─── Entries supplied ───

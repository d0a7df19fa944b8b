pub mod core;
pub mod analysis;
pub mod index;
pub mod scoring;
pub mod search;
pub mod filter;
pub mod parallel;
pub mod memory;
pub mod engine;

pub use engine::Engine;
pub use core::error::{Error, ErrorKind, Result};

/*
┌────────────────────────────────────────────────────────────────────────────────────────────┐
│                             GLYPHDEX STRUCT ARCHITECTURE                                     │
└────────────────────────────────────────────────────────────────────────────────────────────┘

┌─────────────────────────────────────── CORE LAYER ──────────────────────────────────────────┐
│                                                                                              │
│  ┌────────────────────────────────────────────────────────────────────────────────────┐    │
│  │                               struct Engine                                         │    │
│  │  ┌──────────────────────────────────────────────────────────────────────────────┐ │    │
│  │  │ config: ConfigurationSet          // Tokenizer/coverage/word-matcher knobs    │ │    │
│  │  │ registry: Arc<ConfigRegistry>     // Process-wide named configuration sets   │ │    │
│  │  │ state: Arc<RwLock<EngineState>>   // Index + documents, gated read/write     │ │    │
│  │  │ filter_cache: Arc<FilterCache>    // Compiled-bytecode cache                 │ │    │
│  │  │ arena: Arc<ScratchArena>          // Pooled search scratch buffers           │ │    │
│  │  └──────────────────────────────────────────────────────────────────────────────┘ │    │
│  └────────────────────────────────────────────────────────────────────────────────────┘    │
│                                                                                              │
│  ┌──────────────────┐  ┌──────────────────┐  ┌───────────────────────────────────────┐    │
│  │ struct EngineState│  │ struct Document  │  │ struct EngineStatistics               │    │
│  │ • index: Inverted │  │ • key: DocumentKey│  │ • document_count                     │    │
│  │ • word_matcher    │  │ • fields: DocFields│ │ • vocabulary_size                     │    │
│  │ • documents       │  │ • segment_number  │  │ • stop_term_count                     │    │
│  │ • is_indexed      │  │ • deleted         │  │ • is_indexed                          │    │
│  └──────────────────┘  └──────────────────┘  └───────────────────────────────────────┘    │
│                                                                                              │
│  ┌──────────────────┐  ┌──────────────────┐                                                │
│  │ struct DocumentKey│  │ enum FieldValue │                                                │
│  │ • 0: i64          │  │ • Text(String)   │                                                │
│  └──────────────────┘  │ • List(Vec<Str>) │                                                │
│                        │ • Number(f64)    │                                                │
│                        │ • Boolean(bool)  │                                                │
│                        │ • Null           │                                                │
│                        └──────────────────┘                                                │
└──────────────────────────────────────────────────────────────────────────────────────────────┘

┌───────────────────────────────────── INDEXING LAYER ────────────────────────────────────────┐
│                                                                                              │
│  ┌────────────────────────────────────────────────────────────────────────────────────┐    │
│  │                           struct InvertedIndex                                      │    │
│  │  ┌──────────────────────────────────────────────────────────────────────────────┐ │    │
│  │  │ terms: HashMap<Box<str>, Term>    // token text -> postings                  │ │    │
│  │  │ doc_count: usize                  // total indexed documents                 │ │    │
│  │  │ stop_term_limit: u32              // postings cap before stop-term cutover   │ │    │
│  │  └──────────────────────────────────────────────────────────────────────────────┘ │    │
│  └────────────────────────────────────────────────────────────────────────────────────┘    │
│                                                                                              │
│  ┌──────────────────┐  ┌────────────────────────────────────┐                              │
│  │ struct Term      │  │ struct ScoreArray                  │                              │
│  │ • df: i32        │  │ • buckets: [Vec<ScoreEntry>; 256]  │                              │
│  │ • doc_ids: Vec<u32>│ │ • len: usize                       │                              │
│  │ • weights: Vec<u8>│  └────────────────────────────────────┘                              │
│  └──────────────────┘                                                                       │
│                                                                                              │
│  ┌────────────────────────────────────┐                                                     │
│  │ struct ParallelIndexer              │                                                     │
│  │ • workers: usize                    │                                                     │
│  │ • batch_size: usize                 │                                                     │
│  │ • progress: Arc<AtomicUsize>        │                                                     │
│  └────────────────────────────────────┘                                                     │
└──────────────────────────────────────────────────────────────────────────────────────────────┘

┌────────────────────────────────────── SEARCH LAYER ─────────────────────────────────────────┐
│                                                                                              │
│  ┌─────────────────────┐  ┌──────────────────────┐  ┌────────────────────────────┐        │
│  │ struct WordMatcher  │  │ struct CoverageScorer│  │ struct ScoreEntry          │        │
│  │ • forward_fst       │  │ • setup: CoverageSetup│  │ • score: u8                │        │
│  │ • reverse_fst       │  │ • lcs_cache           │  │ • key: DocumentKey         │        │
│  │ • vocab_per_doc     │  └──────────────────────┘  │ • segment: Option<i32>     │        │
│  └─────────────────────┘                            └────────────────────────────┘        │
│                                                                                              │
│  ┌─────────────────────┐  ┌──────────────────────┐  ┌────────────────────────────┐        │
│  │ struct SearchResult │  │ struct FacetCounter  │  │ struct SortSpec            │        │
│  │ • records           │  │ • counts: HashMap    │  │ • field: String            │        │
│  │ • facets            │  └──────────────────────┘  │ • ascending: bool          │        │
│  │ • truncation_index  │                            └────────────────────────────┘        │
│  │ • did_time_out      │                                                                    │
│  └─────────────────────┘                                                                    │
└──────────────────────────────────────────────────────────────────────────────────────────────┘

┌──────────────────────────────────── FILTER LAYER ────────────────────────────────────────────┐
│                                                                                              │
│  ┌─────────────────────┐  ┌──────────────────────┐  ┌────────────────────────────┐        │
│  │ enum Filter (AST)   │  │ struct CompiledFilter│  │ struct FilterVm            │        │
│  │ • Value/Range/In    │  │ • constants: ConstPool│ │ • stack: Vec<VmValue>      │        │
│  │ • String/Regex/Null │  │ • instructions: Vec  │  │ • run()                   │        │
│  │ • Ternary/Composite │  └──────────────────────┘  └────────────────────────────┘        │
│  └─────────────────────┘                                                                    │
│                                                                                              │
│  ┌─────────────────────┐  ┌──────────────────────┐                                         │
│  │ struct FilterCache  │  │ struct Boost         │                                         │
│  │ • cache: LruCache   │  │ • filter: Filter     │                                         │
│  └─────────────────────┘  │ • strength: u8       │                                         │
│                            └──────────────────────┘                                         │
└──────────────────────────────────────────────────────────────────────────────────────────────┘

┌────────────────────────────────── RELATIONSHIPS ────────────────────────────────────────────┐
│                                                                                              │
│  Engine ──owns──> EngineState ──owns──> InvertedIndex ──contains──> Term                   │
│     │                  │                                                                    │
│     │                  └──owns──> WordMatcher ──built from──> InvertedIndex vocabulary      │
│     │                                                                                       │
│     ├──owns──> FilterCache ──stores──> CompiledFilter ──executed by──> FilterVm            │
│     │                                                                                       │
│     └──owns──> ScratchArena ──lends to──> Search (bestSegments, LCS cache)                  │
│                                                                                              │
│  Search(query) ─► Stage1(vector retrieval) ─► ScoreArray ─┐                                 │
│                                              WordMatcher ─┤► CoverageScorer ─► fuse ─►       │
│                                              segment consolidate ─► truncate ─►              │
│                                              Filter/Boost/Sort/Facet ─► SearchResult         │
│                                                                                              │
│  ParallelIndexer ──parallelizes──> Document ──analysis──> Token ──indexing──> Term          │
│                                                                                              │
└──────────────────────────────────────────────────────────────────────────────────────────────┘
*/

───

** What the exercise asks **
Transcribe the data word for word.

** Task result **
repository d0a7df19fa944b8b
pub mod core;
pub mod analysis;
pub mod index;
pub mod scoring;
pub mod search;
pub mod filter;
pub mod parallel;
pub mod memory;
pub mod engine;

pub use engine::Engine;
pub use core::error::{Error, ErrorKind, Result};

/*
┌────────────────────────────────────────────────────────────────────────────────────────────┐
│                             GLYPHDEX STRUCT ARCHITECTURE                                     │
└────────────────────────────────────────────────────────────────────────────────────────────┘

┌─────────────────────────────────────── CORE LAYER ──────────────────────────────────────────┐
│                                                                                              │
│  ┌────────────────────────────────────────────────────────────────────────────────────┐    │
│  │                               struct Engine                                         │    │
│  │  ┌──────────────────────────────────────────────────────────────────────────────┐ │    │
│  │  │ config: ConfigurationSet          // Tokenizer/coverage/word-matcher knobs    │ │    │
│  │  │ registry: Arc<ConfigRegistry>     // Process-wide named configuration sets   │ │    │
│  │  │ state: Arc<RwLock<EngineState>>   // Index + documents, gated read/write     │ │    │
│  │  │ filter_cache: Arc<FilterCache>    // Compiled-bytecode cache                 │ │    │
│  │  │ arena: Arc<ScratchArena>          // Pooled search scratch buffers           │ │    │
│  │  └──────────────────────────────────────────────────────────────────────────────┘ │    │
│  └────────────────────────────────────────────────────────────────────────────────────┘    │
│                                                                                              │
│  ┌──────────────────┐  ┌──────────────────┐  ┌───────────────────────────────────────┐    │
│  │ struct EngineState│  │ struct Document  │  │ struct EngineStatistics               │    │
│  │ • index: Inverted │  │ • key: DocumentKey│  │ • document_count                     │    │
│  │ • word_matcher    │  │ • fields: DocFields│ │ • vocabulary_size                     │    │
│  │ • documents       │  │ • segment_number  │  │ • stop_term_count                     │    │
│  │ • is_indexed      │  │ • deleted         │  │ • is_indexed                          │    │
│  └──────────────────┘  └──────────────────┘  └───────────────────────────────────────┘    │
│                                                                                              │
│  ┌──────────────────┐  ┌──────────────────┐                                                │
│  │ struct DocumentKey│  │ enum FieldValue │                                                │
│  │ • 0: i64          │  │ • Text(String)   │                                                │
│  └──────────────────┘  │ • List(Vec<Str>) │                                                │
│                        │ • Number(f64)    │                                                │
│                        │ • Boolean(bool)  │                                                │
│                        │ • Null           │                                                │
│                        └──────────────────┘                                                │
└──────────────────────────────────────────────────────────────────────────────────────────────┘

┌───────────────────────────────────── INDEXING LAYER ────────────────────────────────────────┐
│                                                                                              │
│  ┌────────────────────────────────────────────────────────────────────────────────────┐    │
│  │                           struct InvertedIndex                                      │    │
│  │  ┌──────────────────────────────────────────────────────────────────────────────┐ │    │
│  │  │ terms: HashMap<Box<str>, Term>    // token text -> postings                  │ │    │
│  │  │ doc_count: usize                  // total indexed documents                 │ │    │
│  │  │ stop_term_limit: u32              // postings cap before stop-term cutover   │ │    │
│  │  └──────────────────────────────────────────────────────────────────────────────┘ │    │
│  └────────────────────────────────────────────────────────────────────────────────────┘    │
│                                                                                              │
│  ┌──────────────────┐  ┌────────────────────────────────────┐                              │
│  │ struct Term      │  │ struct ScoreArray                  │                              │
│  │ • df: i32        │  │ • buckets: [Vec<ScoreEntry>; 256]  │                              │
│  │ • doc_ids: Vec<u32>│ │ • len: usize                       │                              │
│  │ • weights: Vec<u8>│  └────────────────────────────────────┘                              │
│  └──────────────────┘                                                                       │
│                                                                                              │
│  ┌────────────────────────────────────┐                                                     │
│  │ struct ParallelIndexer              │                                                     │
│  │ • workers: usize                    │                                                     │
│  │ • batch_size: usize                 │                                                     │
│  │ • progress: Arc<AtomicUsize>        │                                                     │
│  └────────────────────────────────────┘                                                     │
└──────────────────────────────────────────────────────────────────────────────────────────────┘

┌────────────────────────────────────── SEARCH LAYER ─────────────────────────────────────────┐
│                                                                                              │
│  ┌─────────────────────┐  ┌──────────────────────┐  ┌────────────────────────────┐        │
│  │ struct WordMatcher  │  │ struct CoverageScorer│  │ struct ScoreEntry          │        │
│  │ • forward_fst       │  │ • setup: CoverageSetup│  │ • score: u8                │        │
│  │ • reverse_fst       │  │ • lcs_cache           │  │ • key: DocumentKey         │        │
│  │ • vocab_per_doc     │  └──────────────────────┘  │ • segment: Option<i32>     │        │
│  └─────────────────────┘                            └────────────────────────────┘        │
│                                                                                              │
│  ┌─────────────────────┐  ┌──────────────────────┐  ┌────────────────────────────┐        │
│  │ struct SearchResult │  │ struct FacetCounter  │  │ struct SortSpec            │        │
│  │ • records           │  │ • counts: HashMap    │  │ • field: String            │        │
│  │ • facets            │  └──────────────────────┘  │ • ascending: bool          │        │
│  │ • truncation_index  │                            └────────────────────────────┘        │
│  │ • did_time_out      │                                                                    │
│  └─────────────────────┘                                                                    │
└──────────────────────────────────────────────────────────────────────────────────────────────┘

┌──────────────────────────────────── FILTER LAYER ────────────────────────────────────────────┐
│                                                                                              │
│  ┌─────────────────────┐  ┌──────────────────────┐  ┌────────────────────────────┐        │
│  │ enum Filter (AST)   │  │ struct CompiledFilter│  │ struct FilterVm            │        │
│  │ • Value/Range/In    │  │ • constants: ConstPool│ │ • stack: Vec<VmValue>      │        │
│  │ • String/Regex/Null │  │ • instructions: Vec  │  │ • run()                   │        │
│  │ • Ternary/Composite │  └──────────────────────┘  └────────────────────────────┘        │
│  └─────────────────────┘                                                                    │
│                                                                                              │
│  ┌─────────────────────┐  ┌──────────────────────┐                                         │
│  │ struct FilterCache  │  │ struct Boost         │                                         │
│  │ • cache: LruCache   │  │ • filter: Filter     │                                         │
│  └─────────────────────┘  │ • strength: u8       │                                         │
│                            └──────────────────────┘                                         │
└──────────────────────────────────────────────────────────────────────────────────────────────┘

┌────────────────────────────────── RELATIONSHIPS ────────────────────────────────────────────┐
│                                                                                              │
│  Engine ──owns──> EngineState ──owns──> InvertedIndex ──contains──> Term                   │
│     │                  │                                                                    │
│     │                  └──owns──> WordMatcher ──built from──> InvertedIndex vocabulary      │
│     │                                                                                       │
│     ├──owns──> FilterCache ──stores──> CompiledFilter ──executed by──> FilterVm            │
│     │                                                                                       │
│     └──owns──> ScratchArena ──lends to──> Search (bestSegments, LCS cache)                  │
│                                                                                              │
│  Search(query) ─► Stage1(vector retrieval) ─► ScoreArray ─┐                                 │
│                                              WordMatcher ─┤► CoverageScorer ─► fuse ─►       │
│                                              segment consolidate ─► truncate ─►              │
│                                              Filter/Boost/Sort/Facet ─► SearchResult         │
│                                                                                              │
│  ParallelIndexer ──parallelizes──> Document ──analysis──> Token ──indexing──> Term          │
│                                                                                              │
└──────────────────────────────────────────────────────────────────────────────────────────────┘
*/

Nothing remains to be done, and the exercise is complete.